Today, cloud computing serves as a request response model, where a client makes request for various available services on "pay as you go basis". Cloud computing offers a dynamic flexible resource allocation phenomenon. For reliable and guaranteed services there must be a scheduling mechanism that all resources are efficiently allocated to satisfy the customer's request. Cloud services are based on scalability, availability, security and fault tolerance features. Service provisioning in cloud is based on SLA. Service level agreement is the terms of cloud provider's contracts with customers to define the level(s) of service being sold in plain language terms. QoS (quality of service) plays important role in cloud environment. Resource scheduling and service deployment is done by considering multiple SLA parameters like CPU requirement, network bandwidth, memory and storage. In this paper we propose an algorithm which perform resource preemption from low priority task to high priority task and advanced reservation for resources considering multiple SLA parameters for deploying service. This algorithm is also effective for fault tolerance mechanism.

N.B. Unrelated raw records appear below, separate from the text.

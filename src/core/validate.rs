// =============================================================================
// VALIDATE — Vérification d'une chaîne avant résolution
// =============================================================================
//
// Le résolveur suppose une chaîne bien formée. Ce module vérifie :
//   - chaque règle a des champs positifs et des bornes qui tiennent en i64
//   - dans une même transition, les intervalles sources sont disjoints
//   - une seule transition part de chaque catégorie
//   - depuis la base, on atteint le terminal sans trou ni cycle
//
// La validation est optionnelle mais, quand on la demande, elle échoue
// TÔT (à la construction) et rapporte TOUS les problèmes d'un coup.
//
// =============================================================================

use std::collections::HashSet;

use thiserror::Error;

use super::category::Category;
use super::chain::CategoryMapChain;

/// Problème détecté dans une chaîne
#[derive(Debug, Clone, PartialEq, Eq, Error)]
pub enum ValidationError {
    /// Un champ de règle est négatif
    #[error("{from}-to-{to} rule #{rule}: fields must be non-negative")]
    NegativeRule { from: Category, to: Category, rule: usize },

    /// La borne haute source ou destination déborde d'un i64
    #[error("{from}-to-{to} rule #{rule}: interval end does not fit in 64 bits")]
    RuleOverflow { from: Category, to: Category, rule: usize },

    /// Deux intervalles sources de la même transition se chevauchent
    #[error("{from}-to-{to}: rules #{first} and #{second} have overlapping source intervals")]
    OverlappingRules { from: Category, to: Category, first: usize, second: usize },

    /// Plusieurs transitions partent de la même catégorie
    #[error("more than one map leads out of category '{from}'")]
    DuplicateTransition { from: Category },

    /// Aucune transition ne part d'une catégorie atteignable
    #[error("no map leads out of category '{category}'")]
    MissingTransition { category: Category },

    /// La chaîne revient sur une catégorie déjà visitée
    #[error("chain cycles back to category '{category}'")]
    Cycle { category: Category },
}

/// Vérifie qu'une chaîne est bien formée.
///
/// Conditions :
/// - Règles positives, sans débordement
/// - Intervalles sources disjoints dans chaque transition
/// - Au plus une transition par catégorie source
/// - Un chemin sans cycle de `Category::BASE` à `Category::TERMINAL`
pub fn validate_chain(chain: &CategoryMapChain) -> Result<(), Vec<ValidationError>> {
    let mut errors = Vec::new();
    let mut sources = HashSet::new();

    for map in chain.maps() {
        let (from, to) = (map.from, map.to);

        if !sources.insert(from) {
            errors.push(ValidationError::DuplicateTransition { from });
        }

        // Seules les règles saines participent au test de chevauchement
        let mut sound = Vec::with_capacity(map.rules.len());
        for (i, rule) in map.rules.iter().enumerate() {
            if rule.destination_start < 0 || rule.source_start < 0 || rule.length < 0 {
                errors.push(ValidationError::NegativeRule { from, to, rule: i });
            } else if rule.source_start.checked_add(rule.length).is_none()
                || rule.destination_start.checked_add(rule.length).is_none()
            {
                errors.push(ValidationError::RuleOverflow { from, to, rule: i });
            } else if rule.length > 0 {
                sound.push((i, rule.source_range()));
            }
        }

        for (a, &(first, ra)) in sound.iter().enumerate() {
            for &(second, rb) in &sound[a + 1..] {
                if ra.overlaps(&rb) {
                    errors.push(ValidationError::OverlappingRules { from, to, first, second });
                }
            }
        }
    }

    // Parcours depuis la base
    let mut visited = HashSet::new();
    let mut current = Category::BASE;
    while !current.is_terminal() {
        if !visited.insert(current) {
            errors.push(ValidationError::Cycle { category: current });
            break;
        }
        match chain.map_from(current) {
            Some(map) => current = map.to,
            None => {
                errors.push(ValidationError::MissingTransition { category: current });
                break;
            }
        }
    }

    if errors.is_empty() {
        Ok(())
    } else {
        Err(errors)
    }
}
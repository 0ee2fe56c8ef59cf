// =============================================================================
// BATCH — Résoudre un lot de graines et garder la plus petite valeur terminale
// =============================================================================
//
// Deux lectures du même lot de graines :
//
//   1. VALEURS : chaque nombre est une graine   →  resolve_values
//   2. INTERVALLES : les nombres vont par paires (début, longueur)
//                                               →  lowest_in_ranges
//
// Chaque trace est indépendante : l'échec d'une graine n'empêche pas les
// autres d'aboutir, et l'ordre de traitement (ou le parallélisme via rayon)
// ne change aucun résultat.
//
// Pour les intervalles, deux stratégies :
//   - Interval   : on fait traverser la chaîne aux intervalles entiers
//                  (coût indépendant de leur largeur)
//   - BruteForce : on trace chaque valeur, sous un budget optionnel vérifié
//                  AVANT de commencer
//
// =============================================================================

use rayon::prelude::*;
use serde::{Deserialize, Serialize};
use thiserror::Error;
use tracing::debug;

use super::chain::CategoryMapChain;
use super::range::{Value, ValueRange};
use super::resolve::{self, ResolveError};

/// Les valeurs de départ, dans l'ordre où elles ont été déclarées.
#[derive(Debug, Clone, PartialEq, Eq, Default, Serialize, Deserialize)]
#[serde(transparent)]
pub struct SeedSet {
    pub values: Vec<Value>,
}

/// Lot de graines illisible en paires
#[derive(Debug, Clone, PartialEq, Eq, Error)]
pub enum SeedError {
    #[error("{count} seed values cannot be read as (start, length) pairs")]
    UnpairedSeed { count: usize },

    #[error("seed range starting at {start} with length {length} is invalid")]
    InvalidRange { start: Value, length: Value },
}

impl SeedSet {
    pub fn new(values: Vec<Value>) -> Self {
        SeedSet { values }
    }

    pub fn len(&self) -> usize {
        self.values.len()
    }

    pub fn is_empty(&self) -> bool {
        self.values.is_empty()
    }

    /// Lit les valeurs comme des paires `(début, longueur)`.
    pub fn ranges(&self) -> Result<Vec<ValueRange>, SeedError> {
        if self.values.len() % 2 != 0 {
            return Err(SeedError::UnpairedSeed { count: self.values.len() });
        }
        self.values
            .chunks_exact(2)
            .map(|pair| {
                let (start, length) = (pair[0], pair[1]);
                if length < 0 {
                    return Err(SeedError::InvalidRange { start, length });
                }
                ValueRange::from_start_len(start, length)
                    .ok_or(SeedError::InvalidRange { start, length })
            })
            .collect()
    }
}

/// Stratégie de réduction pour les lots d'intervalles
#[derive(Debug, Clone, Copy, PartialEq, Eq, Default, Serialize, Deserialize, clap::ValueEnum)]
#[serde(rename_all = "kebab-case")]
pub enum Strategy {
    /// Traverse la chaîne avec des intervalles entiers
    #[default]
    Interval,
    /// Trace chaque valeur une par une
    BruteForce,
}

/// Échec d'une réduction de lot
#[derive(Debug, Clone, PartialEq, Eq, Error)]
pub enum BatchError {
    #[error("no seed to resolve")]
    Empty,

    /// `candidates` vaut `u64::MAX` quand le total déborde
    #[error("{candidates} candidate seeds exceed the budget of {budget}")]
    BudgetExceeded { candidates: u64, budget: u64 },

    #[error(transparent)]
    Resolve(#[from] ResolveError),

    #[error(transparent)]
    Seeds(#[from] SeedError),
}

/// Résultat d'une graine
#[derive(Debug, Clone, PartialEq, Eq)]
pub struct SeedOutcome {
    pub seed: Value,
    pub result: Result<Value, ResolveError>,
}

/// Résultats d'un lot, dans l'ordre des graines
#[derive(Debug, Clone, PartialEq, Eq, Default)]
pub struct BatchReport {
    pub outcomes: Vec<SeedOutcome>,
}

impl BatchReport {
    /// Plus petite valeur terminale parmi les traces réussies
    pub fn lowest(&self) -> Option<Value> {
        self.outcomes.iter().filter_map(|o| o.result.ok()).min()
    }

    /// Les traces en échec
    pub fn failures(&self) -> impl Iterator<Item = &SeedOutcome> {
        self.outcomes.iter().filter(|o| o.result.is_err())
    }
}

/// Trace chaque graine indépendamment.
pub fn resolve_values(seeds: &SeedSet, chain: &CategoryMapChain, parallel: bool) -> BatchReport {
    let outcome = |&seed: &Value| SeedOutcome { seed, result: resolve::trace(seed, chain) };

    let outcomes: Vec<SeedOutcome> = if parallel {
        seeds.values.par_iter().map(outcome).collect()
    } else {
        seeds.values.iter().map(outcome).collect()
    };

    let report = BatchReport { outcomes };
    debug!(
        seeds = seeds.len(),
        failures = report.failures().count(),
        parallel,
        "resolved seed values"
    );
    report
}

/// Options de réduction sur intervalles
#[derive(Debug, Clone, Copy, PartialEq, Eq, Default)]
pub struct RangeOptions {
    pub strategy: Strategy,
    /// Nombre maximal de valeurs tracées en `BruteForce`
    pub max_candidates: Option<u64>,
    pub parallel: bool,
}

/// Plus petite valeur terminale atteinte depuis l'un des intervalles.
pub fn lowest_in_ranges(
    ranges: &[ValueRange],
    chain: &CategoryMapChain,
    options: RangeOptions,
) -> Result<Value, BatchError> {
    if ranges.iter().all(|r| r.is_empty()) {
        return Err(BatchError::Empty);
    }

    // None : le total ne tient pas dans un u64
    let candidates = ranges
        .iter()
        .try_fold(0u64, |total, r| total.checked_add(r.len()));

    debug!(ranges = ranges.len(), ?candidates, strategy = ?options.strategy, "reducing seed ranges");

    match options.strategy {
        Strategy::Interval => {
            let mut lowest: Option<Value> = None;
            for range in ranges.iter().filter(|r| !r.is_empty()) {
                let image = resolve::trace_range(*range, chain)?;
                lowest = image.iter().map(|r| r.start).chain(lowest).min();
            }
            lowest.ok_or(BatchError::Empty)
        }
        Strategy::BruteForce => {
            let budget = options.max_candidates.unwrap_or(u64::MAX);
            match candidates {
                Some(candidates) if candidates <= budget => {}
                Some(candidates) => return Err(BatchError::BudgetExceeded { candidates, budget }),
                None => return Err(BatchError::BudgetExceeded { candidates: u64::MAX, budget }),
            }
            let lowest = if options.parallel {
                ranges
                    .par_iter()
                    .flat_map_iter(|r| r.values())
                    .map(|v| resolve::trace(v, chain))
                    .try_reduce(|| Value::MAX, |a, b| Ok(a.min(b)))?
            } else {
                let mut lowest = Value::MAX;
                for v in ranges.iter().flat_map(|r| r.values()) {
                    lowest = lowest.min(resolve::trace(v, chain)?);
                }
                lowest
            };
            Ok(lowest)
        }
    }
}
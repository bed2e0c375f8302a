//! Conversion pipeline integration tests.
//!
//! Run with: `cargo test -p vodpack-transcode --test pipeline_test`
//! Uses a stub ffmpeg script in place of the real encoder.

use std::fs;
use std::os::unix::fs::PermissionsExt;
use std::path::{Path, PathBuf};

use tempfile::tempdir;

use vodpack_core::{Config, StorageBackend};
use vodpack_storage::create_storage;
use vodpack_transcode::run_conversion;

/// Write an executable stub that stands in for ffmpeg. It writes a tiny
/// HLS package into the directory of its final argument (the variant
/// playlist pattern), matching where the real encoder would put output.
fn write_stub_ffmpeg(dir: &Path, body: &str) -> PathBuf {
    let script = dir.join("ffmpeg-stub");
    fs::write(&script, format!("#!/bin/sh\n{}\n", body)).unwrap();
    fs::set_permissions(&script, fs::Permissions::from_mode(0o755)).unwrap();
    script
}

const STUB_PACKAGE: &str = r#"for arg in "$@"; do last="$arg"; done
dir=$(dirname "$last")
printf '#EXTM3U\n' > "$dir/master.m3u8"
printf '#EXTM3U\n' > "$dir/1080p.m3u8"
printf 'segment' > "$dir/1080p_000.ts"
exit 0"#;

fn test_config(ffmpeg_path: &Path, storage_path: &Path) -> Config {
    Config {
        storage_backend: StorageBackend::Local,
        s3_bucket: None,
        s3_region: None,
        s3_endpoint: None,
        local_storage_path: Some(storage_path.to_string_lossy().into_owned()),
        local_storage_base_url: Some("http://localhost:3000/media".to_string()),
        ffmpeg_path: ffmpeg_path.to_string_lossy().into_owned(),
        hls_segment_duration: 6,
        source_extension: "mp4".to_string(),
        link_file: "link.txt".to_string(),
    }
}

#[tokio::test]
async fn test_conversion_publishes_package_under_derived_name() {
    let tmp = tempdir().unwrap();
    let source_dir = tmp.path().join("incoming");
    let storage_dir = tmp.path().join("media");
    fs::create_dir_all(&source_dir).unwrap();
    fs::write(source_dir.join("My Movie.mp4"), b"not really video").unwrap();

    let ffmpeg = write_stub_ffmpeg(tmp.path(), STUB_PACKAGE);
    let config = test_config(&ffmpeg, &storage_dir);
    let storage = create_storage(&config).await.unwrap();

    run_conversion(&config, storage, &source_dir).await.unwrap();

    // Output directory name is derived from the source filename.
    let published = storage_dir.join("My-Movie-596ba59a77299059f343e6a2816c55df");
    assert!(published.join("master.m3u8").is_file());
    assert!(published.join("1080p.m3u8").is_file());
    assert!(published.join("1080p_000.ts").is_file());

    // The directory name appears exactly once in the published path.
    assert!(!published
        .join("My-Movie-596ba59a77299059f343e6a2816c55df")
        .exists());
}

#[tokio::test]
async fn test_failed_transcode_publishes_nothing() {
    let tmp = tempdir().unwrap();
    let source_dir = tmp.path().join("incoming");
    let storage_dir = tmp.path().join("media");
    fs::create_dir_all(&source_dir).unwrap();
    fs::write(source_dir.join("clip.mp4"), b"not really video").unwrap();

    let ffmpeg = write_stub_ffmpeg(tmp.path(), "echo 'stub failure' >&2\nexit 1");
    let config = test_config(&ffmpeg, &storage_dir);
    let storage = create_storage(&config).await.unwrap();

    let err = run_conversion(&config, storage, &source_dir)
        .await
        .unwrap_err();
    assert!(err.to_string().contains("transcode"));

    let published: Vec<_> = fs::read_dir(&storage_dir).unwrap().collect();
    assert!(published.is_empty());
}

#[tokio::test]
async fn test_two_sources_abort_before_transcode() {
    let tmp = tempdir().unwrap();
    let source_dir = tmp.path().join("incoming");
    let storage_dir = tmp.path().join("media");
    fs::create_dir_all(&source_dir).unwrap();
    fs::write(source_dir.join("a.mp4"), b"x").unwrap();
    fs::write(source_dir.join("b.mp4"), b"x").unwrap();

    // The stub would create output if invoked; it must not be.
    let ffmpeg = write_stub_ffmpeg(tmp.path(), STUB_PACKAGE);
    let config = test_config(&ffmpeg, &storage_dir);
    let storage = create_storage(&config).await.unwrap();

    let err = run_conversion(&config, storage, &source_dir)
        .await
        .unwrap_err();
    let message = err.to_string();
    assert!(message.contains("a.mp4") && message.contains("b.mp4"));

    let entries: Vec<_> = fs::read_dir(&source_dir)
        .unwrap()
        .filter_map(|e| e.ok())
        .filter(|e| e.path().is_dir())
        .collect();
    assert!(entries.is_empty());
}
//! Vodpack Core Library
//!
//! This crate provides configuration, output naming, and source-file
//! resolution shared across the vodpack crates.

pub mod config;
pub mod naming;
pub mod source;

// Re-export commonly used types
pub use config::{Config, StorageBackend};
pub use naming::format_output_name;
pub use source::{resolve_single_source, SourceError};
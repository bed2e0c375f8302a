//! Vodpack Transcode Library
//!
//! The HLS packaging pipeline: the fixed variant ladder and its rendering
//! into an ffmpeg invocation, the publisher that uploads the produced
//! package, the Drive-link fetcher, and the orchestration tying them
//! together.

pub mod fetch;
pub mod ffmpeg;
pub mod pipeline;
pub mod publisher;
pub mod variants;

// Re-export commonly used types
pub use fetch::{extract_file_id, read_share_link, FetchError, Fetcher};
pub use ffmpeg::{HlsTranscoder, TranscodeError};
pub use pipeline::run_conversion;
pub use publisher::{content_type_for_path, PublishReport, Publisher};
pub use variants::{render_args, Variant, LADDER};
use crate::traits::{Storage, StorageError, StorageResult};
use async_trait::async_trait;
use std::path::{Path, PathBuf};
use tokio::fs;
use tokio::io::AsyncWriteExt;

/// Local filesystem storage implementation
#[derive(Clone)]
pub struct LocalStorage {
    base_path: PathBuf,
    base_url: String,
}

impl LocalStorage {
    /// Create a new LocalStorage instance
    ///
    /// # Arguments
    /// * `base_path` - Root directory for file storage (e.g., "/var/lib/vodpack/media")
    /// * `base_url` - Base URL for serving files (e.g., "http://localhost:3000/media")
    pub async fn new(base_path: impl Into<PathBuf>, base_url: String) -> StorageResult<Self> {
        let base_path = base_path.into();

        fs::create_dir_all(&base_path).await.map_err(|e| {
            StorageError::ConfigError(format!(
                "Failed to create storage directory {}: {}",
                base_path.display(),
                e
            ))
        })?;

        Ok(LocalStorage {
            base_path,
            base_url,
        })
    }

    /// Convert storage key to filesystem path.
    ///
    /// Keys are produced by the publisher, but traversal sequences are
    /// rejected outright so a hostile key can never escape the base
    /// directory.
    fn key_to_path(&self, storage_key: &str) -> StorageResult<PathBuf> {
        if storage_key.contains("..") || storage_key.starts_with('/') {
            return Err(StorageError::InvalidKey(
                "Storage key contains invalid characters".to_string(),
            ));
        }

        Ok(self.base_path.join(storage_key))
    }

    /// Generate public URL for file
    fn generate_url(&self, key: &str) -> String {
        format!("{}/{}", self.base_url.trim_end_matches('/'), key)
    }

    /// Ensure parent directory exists
    async fn ensure_parent_dir(&self, path: &Path) -> StorageResult<()> {
        if let Some(parent) = path.parent() {
            fs::create_dir_all(parent).await?;
        }
        Ok(())
    }
}

#[async_trait]
impl Storage for LocalStorage {
    async fn upload(
        &self,
        storage_key: &str,
        data: Vec<u8>,
        _content_type: &str,
    ) -> StorageResult<String> {
        let path = self.key_to_path(storage_key)?;
        let size = data.len();

        self.ensure_parent_dir(&path).await?;

        let start = std::time::Instant::now();

        let mut file = fs::File::create(&path).await.map_err(|e| {
            StorageError::UploadFailed(format!("Failed to create file {}: {}", path.display(), e))
        })?;

        file.write_all(&data).await.map_err(|e| {
            StorageError::UploadFailed(format!("Failed to write file {}: {}", path.display(), e))
        })?;

        file.sync_all().await.map_err(|e| {
            StorageError::UploadFailed(format!("Failed to sync file {}: {}", path.display(), e))
        })?;

        let url = self.generate_url(storage_key);

        tracing::info!(
            path = %path.display(),
            key = %storage_key,
            size_bytes = size,
            duration_ms = start.elapsed().as_secs_f64() * 1000.0,
            "Local storage upload successful"
        );

        Ok(url)
    }

    async fn exists(&self, storage_key: &str) -> StorageResult<bool> {
        let path = self.key_to_path(storage_key)?;
        Ok(tokio::fs::try_exists(&path).await.unwrap_or(false))
    }
}
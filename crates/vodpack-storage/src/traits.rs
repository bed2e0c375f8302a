//! Storage abstraction trait
//!
//! This module defines the Storage trait that all storage backends must
//! implement.

use async_trait::async_trait;
use thiserror::Error;

/// Storage operation errors
#[derive(Debug, Error)]
pub enum StorageError {
    #[error("Upload failed: {0}")]
    UploadFailed(String),

    #[error("File not found: {0}")]
    NotFound(String),

    #[error("Invalid storage key: {0}")]
    InvalidKey(String),

    #[error("Storage backend error: {0}")]
    BackendError(String),

    #[error("IO error: {0}")]
    IoError(#[from] std::io::Error),

    #[error("Configuration error: {0}")]
    ConfigError(String),
}

/// Result type for storage operations
pub type StorageResult<T> = Result<T, StorageError>;

/// Storage abstraction trait
///
/// All storage backends (S3, local filesystem) must implement this trait.
/// The publisher uploads through it without coupling to a concrete
/// backend; the client is constructed once per process and injected.
#[async_trait]
pub trait Storage: Send + Sync {
    /// Upload data under the given storage key with the given content type.
    /// Returns the publicly accessible URL of the uploaded object.
    async fn upload(
        &self,
        storage_key: &str,
        data: Vec<u8>,
        content_type: &str,
    ) -> StorageResult<String>;

    /// Check if an object exists under the given key.
    async fn exists(&self, storage_key: &str) -> StorageResult<bool>;
}
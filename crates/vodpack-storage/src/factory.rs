#[cfg(feature = "storage-local")]
use crate::LocalStorage;
#[cfg(feature = "storage-s3")]
use crate::S3Storage;
use crate::{Storage, StorageError, StorageResult};
use std::sync::Arc;
use vodpack_core::{Config, StorageBackend};

/// Create a storage backend based on configuration
///
/// Constructed once at process start and passed into the publisher; there
/// is no implicit process-wide client.
pub async fn create_storage(config: &Config) -> StorageResult<Arc<dyn Storage>> {
    match config.storage_backend {
        #[cfg(feature = "storage-s3")]
        StorageBackend::S3 => {
            let bucket = config
                .s3_bucket
                .clone()
                .ok_or_else(|| StorageError::ConfigError("S3_BUCKET not configured".to_string()))?;
            let region = config.s3_region.clone().ok_or_else(|| {
                StorageError::ConfigError("S3_REGION or AWS_REGION not configured".to_string())
            })?;
            let endpoint = config.s3_endpoint.clone();

            let storage = S3Storage::new(bucket, region, endpoint).await?;
            Ok(Arc::new(storage))
        }

        #[cfg(not(feature = "storage-s3"))]
        StorageBackend::S3 => Err(StorageError::ConfigError(
            "S3 storage backend not available (storage-s3 feature not enabled)".to_string(),
        )),

        #[cfg(feature = "storage-local")]
        StorageBackend::Local => {
            let base_path = config.local_storage_path.clone().ok_or_else(|| {
                StorageError::ConfigError("LOCAL_STORAGE_PATH not configured".to_string())
            })?;
            let base_url = config.local_storage_base_url.clone().ok_or_else(|| {
                StorageError::ConfigError("LOCAL_STORAGE_BASE_URL not configured".to_string())
            })?;

            let storage = LocalStorage::new(base_path, base_url).await?;
            Ok(Arc::new(storage))
        }

        #[cfg(not(feature = "storage-local"))]
        StorageBackend::Local => Err(StorageError::ConfigError(
            "Local storage backend not available (storage-local feature not enabled)".to_string(),
        )),
    }
}
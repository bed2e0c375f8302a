use crate::traits::{Storage, StorageError, StorageResult};
use async_trait::async_trait;
use aws_config::meta::region::RegionProviderChain;
use aws_config::BehaviorVersion;
use aws_sdk_s3::error::SdkError;
use aws_sdk_s3::operation::head_object::HeadObjectError;
use aws_sdk_s3::primitives::ByteStream;
use aws_sdk_s3::Client;
use bytes::Bytes;

/// S3 storage implementation
#[derive(Clone)]
pub struct S3Storage {
    client: Client,
    bucket: String,
    region: String,
    endpoint_url: Option<String>, // Custom endpoint for S3-compatible providers
}

impl S3Storage {
    /// Create a new S3Storage instance
    ///
    /// # Arguments
    /// * `bucket` - S3 bucket name
    /// * `region` - AWS region (or region identifier for S3-compatible providers)
    /// * `endpoint_url` - Optional custom endpoint URL for S3-compatible providers
    ///   (e.g., "http://localhost:9000" for MinIO)
    pub async fn new(
        bucket: String,
        region: String,
        endpoint_url: Option<String>,
    ) -> StorageResult<Self> {
        let region_provider =
            RegionProviderChain::first_try(aws_config::Region::new(region.clone()));

        let config = aws_config::defaults(BehaviorVersion::latest())
            .region(region_provider)
            .load()
            .await;

        // Configure S3 client with custom endpoint if provided (for S3-compatible providers)
        let client = if let Some(ref endpoint) = endpoint_url {
            let mut s3_config_builder = aws_sdk_s3::Config::builder()
                .endpoint_url(endpoint)
                .region(config.region().cloned());
            if let Some(provider) = config.credentials_provider().into_iter().next() {
                s3_config_builder = s3_config_builder.credentials_provider(provider);
            }
            // Use path-style addressing for S3-compatible providers (required for MinIO, etc.)
            s3_config_builder = s3_config_builder.force_path_style(true);

            Client::from_conf(s3_config_builder.build())
        } else {
            Client::new(&config)
        };

        Ok(S3Storage {
            client,
            bucket,
            region,
            endpoint_url,
        })
    }

    /// Generate public URL for S3 object
    ///
    /// For AWS S3, uses the standard format: https://{bucket}.s3.{region}.amazonaws.com/{key}
    /// For S3-compatible providers, uses the endpoint URL if provided
    fn generate_url(&self, key: &str) -> String {
        if let Some(ref endpoint) = self.endpoint_url {
            let base_url = endpoint.trim_end_matches('/');
            // Path-style for compatibility: {endpoint}/{bucket}/{key}
            format!("{}/{}/{}", base_url, self.bucket, key)
        } else {
            format!(
                "https://{}.s3.{}.amazonaws.com/{}",
                self.bucket, self.region, key
            )
        }
    }
}

#[async_trait]
impl Storage for S3Storage {
    async fn upload(
        &self,
        storage_key: &str,
        data: Vec<u8>,
        content_type: &str,
    ) -> StorageResult<String> {
        let size = data.len() as u64;
        let body = ByteStream::from(Bytes::from(data));

        let start = std::time::Instant::now();

        self.client
            .put_object()
            .bucket(&self.bucket)
            .key(storage_key)
            .body(body)
            .content_type(content_type)
            .send()
            .await
            .map_err(|e| {
                tracing::error!(
                    error = %e,
                    bucket = %self.bucket,
                    key = %storage_key,
                    size_bytes = size,
                    duration_ms = start.elapsed().as_secs_f64() * 1000.0,
                    "S3 upload failed"
                );
                StorageError::UploadFailed(e.to_string())
            })?;

        let url = self.generate_url(storage_key);

        tracing::info!(
            bucket = %self.bucket,
            key = %storage_key,
            size_bytes = size,
            duration_ms = start.elapsed().as_secs_f64() * 1000.0,
            "S3 upload successful"
        );

        Ok(url)
    }

    async fn exists(&self, storage_key: &str) -> StorageResult<bool> {
        match self
            .client
            .head_object()
            .bucket(&self.bucket)
            .key(storage_key)
            .send()
            .await
        {
            Ok(_) => Ok(true),
            Err(e) => match &e {
                SdkError::ServiceError(service_err) => match service_err.err() {
                    HeadObjectError::NotFound(_) => Ok(false),
                    _ => Err(StorageError::BackendError(e.to_string())),
                },
                _ => Err(StorageError::BackendError(e.to_string())),
            },
        }
    }
}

Cloud computing is "providing computing resources and applications over the internet" using pay as you go model. It is also known as internet computing, here a pool of resources such as memory, processor, network and bandwidth, virtually distributed across the internet. If a customer wants to use the services of cloud provider then it has to pay cost according to services using real time as per requirements. Cloud computing provides globalize sharing of resources and unlimited storage capacities.
As we know that any number of customers can make requests to cloud provider, if SLA based agreement takes place that means cloud provider are able to attain the corresponding request from the user, this is done by efficiently scheduling of resources and deploying applications on proper VMs. Resource scheduling means multiplexing of several user requests on same physical structure. In this time there exists more work already done on scheduling of resources in clouds this approach is based on global resource deployment by considering one SLA objective such as cost of execution, time of execution, minimum resources etc.
When a request is submitted by the client, it's firstly partitioned into several subtasks. Now there are four main responsibility of cloud scheduler, 1) find appropriate manner or order to execute a task, 2) find appropriate resource allocation schedule for task, 3) the scheduler should be fault tolerance to schedule overheads and terminate the task, 4) find a manner for migration of tasks in an effective manner. Using the resource allocation phenomenon these problems can be solve.
The scheduling can be two types, global scheduling and local scheduling. Local scheduling is a type of scheduling where localize resources are use to satisfy the user's request within one single cloud. Global scheduling is where all the resources from multiple clouds are treated as one single unit to complete the user's request. Typically efficient provisioning required two distinct processes, 1) initial static planning - local scheduling where all the VMs are mapped to physical resources. 2) Dynamic resource provisioningcreate new VMs, migration on VMs, dynamically response according to workload. Here step 1 is set up stage, it is generally performed at the time of set up a cloud, and when maintenance is done by the source. Whether step 2 run repeatedly at the allocation time. There are various challenges arise in this area for researchers such as scalability, multitenency, security, dynamic resource allocation and fault tolerance.
In this paper we focus on dynamic resource provisioning, we present a scheduling heuristic considering multiple SLA objectives, such as amount required CPU, network bandwidth, and cost for deploying applications in clouds. The scheduling present a flexible on demand resource allocation strategy included advanced reservation and preempt-able mechanism for resources. Our proposed algorithm dynamically responds to requested resource for the task. First it's locally checks for the availability of resource; if resource is free then it deployed new VMs to current task, If resource is not available then it's create new VM from globally available resource; if global resources are not available then it will check for resource if it's preemptable then it's migrate processes otherwise put the task into waiting list and apply advanced reservation scheme.
Organization of papers is as follows: In section 2 we discuss research works related to this topic, in section 3 models for resource allocation and task scheduling in [aas cloud computing system and consist the previous algorithms that is being used in our algorithm, section 4 discusses the proposed method, section 5 shows the simulation results, section 6 conclude the paper and future work.
II. RELATED WORK
Jiayin Li  presents a resource optimization mechanism in heterogeneous IaaS federate multi cloud systems, that enable preemptable task scheduling with resource allotment model, cloud system model, local mapping and energy consumption, and application model. It is suitable for autonomic future in cloud and VMs. They proposed online dynamic algorithms for resource allocation and task scheduling. [n proposed cloud resource phenomenal every data center has a manager server, the communication and resource allotment scheme works between various servers of each data center for share workloads among multiple data servers. The workload sharing makes a large resource pool of flexible and cheaper resources to resource allocation.